Figure 4. Interplay between DNA methylation status, transcription factor binding and histone modification in the patterning of enhancers.

(A) Three types of GRE have been described. Pre-programmed DHSs constitute the majority of GR occupancy upon hormone induction and are highly enriched for CGIs [(CGI) n]. The presence of cell-specific DHSs is correlated with DNA hypomethylation (open red stick). De novo binding sites are located in regions with low CpG density. Binding of GR at these sites can lead to DNA demethylation by unknown mechanisms (depicted by the binding of the unknown blue factor to GR). The third type of GRE is associated with binding sites for AP1. Recruitment of AP1 is necessary to potentiate chromatin accessibility and subsequent binding of GR. Accessible chromatin is denoted by the H3.3/H2A.Z-containing nucleosomes (light grey), whereas stable and inaccessible chromatin is denoted by H3/ H2A-containing nucleosomes (dark grey). (B) Many lineage-specific genes, located in regions with low density of CGIs, have inactive enhancers. During differentiation, binding of transcription factor PU.1 to HTF recognition sites initiates nucleosome remodelling and H3K4me1 modifications.
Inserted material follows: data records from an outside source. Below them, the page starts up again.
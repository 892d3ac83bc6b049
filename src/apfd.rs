//! Average Percentage of Faults Detected
//!
//! The single evaluation metric shared by every prioritization strategy:
//!
//! ```text
//! APFD = 1 - (sum of 1-based ranks of faulty tests) / (|faults| * |tests|)
//!          + 1 / (2 * |tests|)
//! ```
//!
//! `faults` indexes faulty tests within the original, unordered input;
//! `order` is the produced permutation as a list of original indices.

use std::collections::HashSet;

/// Compute APFD for a fault set and an execution order.
///
/// Returns the neutral midpoint 0.5 when there are no faults or no tests.
pub fn apfd(faults: &[usize], order: &[usize]) -> f64 {
    if faults.is_empty() || order.is_empty() {
        return 0.5;
    }
    let fault_set: HashSet<usize> = faults.iter().copied().collect();
    let mut rank_sum = 0.0;
    for (position, original_idx) in order.iter().enumerate() {
        if fault_set.contains(original_idx) {
            rank_sum += (position + 1) as f64;
        }
    }
    let n = order.len() as f64;
    1.0 - rank_sum / (faults.len() as f64 * n) + 1.0 / (2.0 * n)
}
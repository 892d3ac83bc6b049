//! Static caller/callee call-graph index
//!
//! The graph exclusively owns its nodes in an arena; caller and callee
//! adjacency are non-owning [`NodeId`] cross-references maintained in both
//! directions for O(1) bidirectional traversal. A graph is built once from a
//! static-analysis dump and then queried read-only; switching to another
//! historical version means loading a fresh instance.
//!
//! Two dump formats are supported:
//! - the per-test block format (`Function: `-delimited blocks with an
//!   optional `Origin File:` line followed by caller names), and
//! - the whole-library edge-list format (`callee : caller`, one edge per
//!   line).
//!
//! All queries tolerate cycles; the caller-direction closure visits each
//! node at most once. Unknown roots yield empty results, never errors:
//! "no reachability data" means "zero estimated operations touched."

use std::collections::HashSet;
use std::path::Path;

use anyhow::{Context, Result};
use fnv::FnvHashMap;
use tracing::warn;

pub type NodeId = usize;

/// A single function in the graph.
#[derive(Debug, Clone)]
pub struct GraphNode {
    pub name: String,
    /// Origin file, used to disambiguate same-named functions.
    pub file: Option<String>,
    pub line: i64,
    pub callers: Vec<NodeId>,
    pub callees: Vec<NodeId>,
}

/// Caller/callee graph keyed by function name.
#[derive(Debug, Default)]
pub struct CallGraph {
    nodes: Vec<GraphNode>,
    index: FnvHashMap<String, NodeId>,
}

impl CallGraph {
    pub fn new() -> Self {
        Self::default()
    }

    pub fn node_count(&self) -> usize {
        self.nodes.len()
    }

    pub fn get(&self, name: &str) -> Option<&GraphNode> {
        self.index.get(name).map(|&id| &self.nodes[id])
    }

    fn get_or_create(&mut self, name: &str) -> NodeId {
        if let Some(&id) = self.index.get(name) {
            return id;
        }
        let id = self.nodes.len();
        self.nodes.push(GraphNode {
            name: name.to_string(),
            file: None,
            line: -1,
            callers: Vec::new(),
            callees: Vec::new(),
        });
        self.index.insert(name.to_string(), id);
        id
    }

    /// Record `caller` as calling `callee`. Duplicate edges are not inserted,
    /// which makes dump loading idempotent.
    fn add_edge(&mut self, callee: NodeId, caller: NodeId) {
        if !self.nodes[callee].callers.contains(&caller) {
            self.nodes[callee].callers.push(caller);
            self.nodes[caller].callees.push(callee);
        }
    }

    /// Load (or extend) the graph from a per-test block-format dump.
    ///
    /// Blocks are delimited by `Function: `; the first line names the
    /// function, an optional `Origin File: <path>: <line>` line follows, the
    /// remaining lines are caller names. Malformed blocks are skipped with a
    /// warning.
    pub fn load_from_source(&mut self, dump_path: &Path) -> Result<()> {
        let text = std::fs::read_to_string(dump_path)
            .with_context(|| format!("reading call-graph dump {}", dump_path.display()))?;
        for block in text.split("Function: ") {
            let block = block.trim();
            if block.is_empty() {
                continue;
            }
            let lines: Vec<&str> = block.lines().map(|l| l.trim()).collect();
            let func_name = lines[0];
            if func_name.is_empty() {
                continue;
            }
            let node = self.get_or_create(func_name);
            let caller_lines: &[&str] = if lines.len() > 1 && lines[1].starts_with("Origin File: ")
            {
                let meta = lines[1].trim_start_matches("Origin File: ");
                match meta.rsplit_once(": ") {
                    Some((file, line)) => {
                        let file = file.trim_start_matches("./").to_string();
                        let line: i64 = match line.trim().parse() {
                            Ok(n) => n,
                            Err(_) => {
                                warn!(function = func_name, "skipping block with malformed origin line");
                                continue;
                            }
                        };
                        self.nodes[node].file = Some(file);
                        self.nodes[node].line = line;
                    }
                    None => {
                        warn!(function = func_name, "skipping block with malformed origin line");
                        continue;
                    }
                }
                lines.get(3..).unwrap_or(&[])
            } else {
                lines.get(2..).unwrap_or(&[])
            };
            for caller_name in caller_lines {
                if caller_name.is_empty() {
                    continue;
                }
                let caller = self.get_or_create(caller_name);
                self.add_edge(node, caller);
            }
        }
        Ok(())
    }

    /// Load (or extend) the graph from a whole-library edge list.
    ///
    /// One record per line, `callee : caller`; a line without a caller still
    /// creates the node.
    pub fn load_edge_list(&mut self, dump_path: &Path) -> Result<()> {
        let text = std::fs::read_to_string(dump_path)
            .with_context(|| format!("reading edge-list dump {}", dump_path.display()))?;
        for line in text.lines() {
            let line = line.trim();
            if line.is_empty() {
                continue;
            }
            let mut parts = line.splitn(2, " : ");
            let callee_name = match parts.next().map(str::trim) {
                Some(n) if !n.is_empty() => n,
                _ => continue,
            };
            let callee = self.get_or_create(callee_name);
            if let Some(caller_name) = parts.next().map(str::trim) {
                if !caller_name.is_empty() {
                    let caller = self.get_or_create(caller_name);
                    self.add_edge(callee, caller);
                }
            }
        }
        Ok(())
    }

    /// Caller-direction reachability closure from `root`.
    ///
    /// Returns the names of every function reachable over caller edges,
    /// including the root itself. Cycle-tolerant; an unknown root yields an
    /// empty set.
    pub fn get_all_call(&self, root: &str) -> HashSet<String> {
        let root_id = match self.index.get(root) {
            Some(&id) => id,
            None => return HashSet::new(),
        };
        let mut visited: HashSet<NodeId> = HashSet::new();
        let mut stack = vec![root_id];
        while let Some(cur) = stack.pop() {
            if visited.insert(cur) {
                stack.extend(self.nodes[cur].callers.iter().copied());
            }
        }
        visited.into_iter().map(|id| self.nodes[id].name.clone()).collect()
    }

    /// Caller-reachable functions that have no callers themselves.
    pub fn get_ground_funcs(&self, root: &str) -> HashSet<String> {
        let root_id = match self.index.get(root) {
            Some(&id) => id,
            None => return HashSet::new(),
        };
        let mut visited: HashSet<NodeId> = HashSet::new();
        let mut ground = HashSet::new();
        let mut stack = vec![root_id];
        while let Some(cur) = stack.pop() {
            if visited.insert(cur) {
                if self.nodes[cur].callers.is_empty() {
                    ground.insert(self.nodes[cur].name.clone());
                } else {
                    stack.extend(self.nodes[cur].callers.iter().copied());
                }
            }
        }
        ground
    }

    /// Caller-reachable functions belonging to the interesting leaf set.
    ///
    /// Used to map a library entry point onto candidate system calls.
    pub fn interesting_leaves(
        &self,
        interesting: &HashSet<String>,
        root: &str,
    ) -> HashSet<String> {
        let root_id = match self.index.get(root) {
            Some(&id) => id,
            None => return HashSet::new(),
        };
        let mut visited: HashSet<NodeId> = HashSet::new();
        let mut leaves = HashSet::new();
        let mut stack = vec![root_id];
        while let Some(cur) = stack.pop() {
            if visited.insert(cur) {
                if interesting.contains(&self.nodes[cur].name) {
                    leaves.insert(self.nodes[cur].name.clone());
                }
                stack.extend(self.nodes[cur].callers.iter().copied());
            }
        }
        leaves
    }

    /// Functions whose origin file contains `origin_file` and that call
    /// nothing else in the dump, i.e. the entry points of a per-test graph.
    pub fn get_top_funcs(&self, origin_file: &str) -> HashSet<String> {
        self.nodes
            .iter()
            .filter(|n| {
                n.file
                    .as_deref()
                    .map(|f| f.contains(origin_file))
                    .unwrap_or(false)
                    && n.callees.is_empty()
            })
            .map(|n| n.name.clone())
            .collect()
    }

    /// All simple caller-direction paths of exactly `depth` steps from
    /// `root`. The same node may appear in multiple returned paths but never
    /// twice within one path.
    pub fn forward_step(&self, root: &str, depth: usize) -> Vec<Vec<String>> {
        self.bounded_paths(root, depth, Direction::Caller)
    }

    /// All simple callee-direction paths of exactly `depth` steps from `root`.
    pub fn backward_step(&self, root: &str, depth: usize) -> Vec<Vec<String>> {
        self.bounded_paths(root, depth, Direction::Callee)
    }

    /// Caller and callee context of a function at the given depth.
    pub fn context(&self, root: &str, depth: usize) -> (Vec<Vec<String>>, Vec<Vec<String>>) {
        (self.forward_step(root, depth), self.backward_step(root, depth))
    }

    fn bounded_paths(&self, root: &str, depth: usize, dir: Direction) -> Vec<Vec<String>> {
        let root_id = match self.index.get(root) {
            Some(&id) => id,
            None => return Vec::new(),
        };
        if depth == 0 {
            return Vec::new();
        }
        let mut results = Vec::new();
        let mut path: Vec<NodeId> = Vec::new();
        self.paths_dfs(root_id, depth, dir, &mut path, &mut results);
        results
            .into_iter()
            .map(|p| p.into_iter().map(|id| self.nodes[id].name.clone()).collect())
            .collect()
    }

    fn paths_dfs(
        &self,
        node: NodeId,
        target_depth: usize,
        dir: Direction,
        path: &mut Vec<NodeId>,
        results: &mut Vec<Vec<NodeId>>,
    ) {
        if path.len() == target_depth {
            results.push(path.clone());
            return;
        }
        let next = match dir {
            Direction::Caller => &self.nodes[node].callers,
            Direction::Callee => &self.nodes[node].callees,
        };
        for &n in next {
            if path.contains(&n) {
                continue;
            }
            path.push(n);
            self.paths_dfs(n, target_depth, dir, path, results);
            path.pop();
        }
    }
}

#[derive(Debug, Clone, Copy)]
enum Direction {
    Caller,
    Callee,
}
This pre-patterning event allows recruitment of additional specific TFs and co-activators (p300) to these enhancers. In ESCs, active Oct4 enhancers, marked by H3K4me1/2 and H2K27ac histone modifications, are occupied by LSD1–NuRD complexes. The histone demethylase activity of LSD1 is inhibited, probably by the high level of Oct4 and p300. During differentiation, the decrease in Oct4 binding and loss of p300 allow LSD1 to demethylate H3K4me1 (red arrow), thereby decommissioning the active enhancer. AP1, activator protein 1; CGI, CpG island; DHS, DNase I hypersensitive site; ESC, embryonic stem cell; GR, glucocorticoid receptor; GRE, GR enhancer element; HTF, haematopoietic transcription factor; LSD1, lysine-specific demethylase 1; NuRD, nucleosome remodelling and histone deacetylase; TF, transcription factor.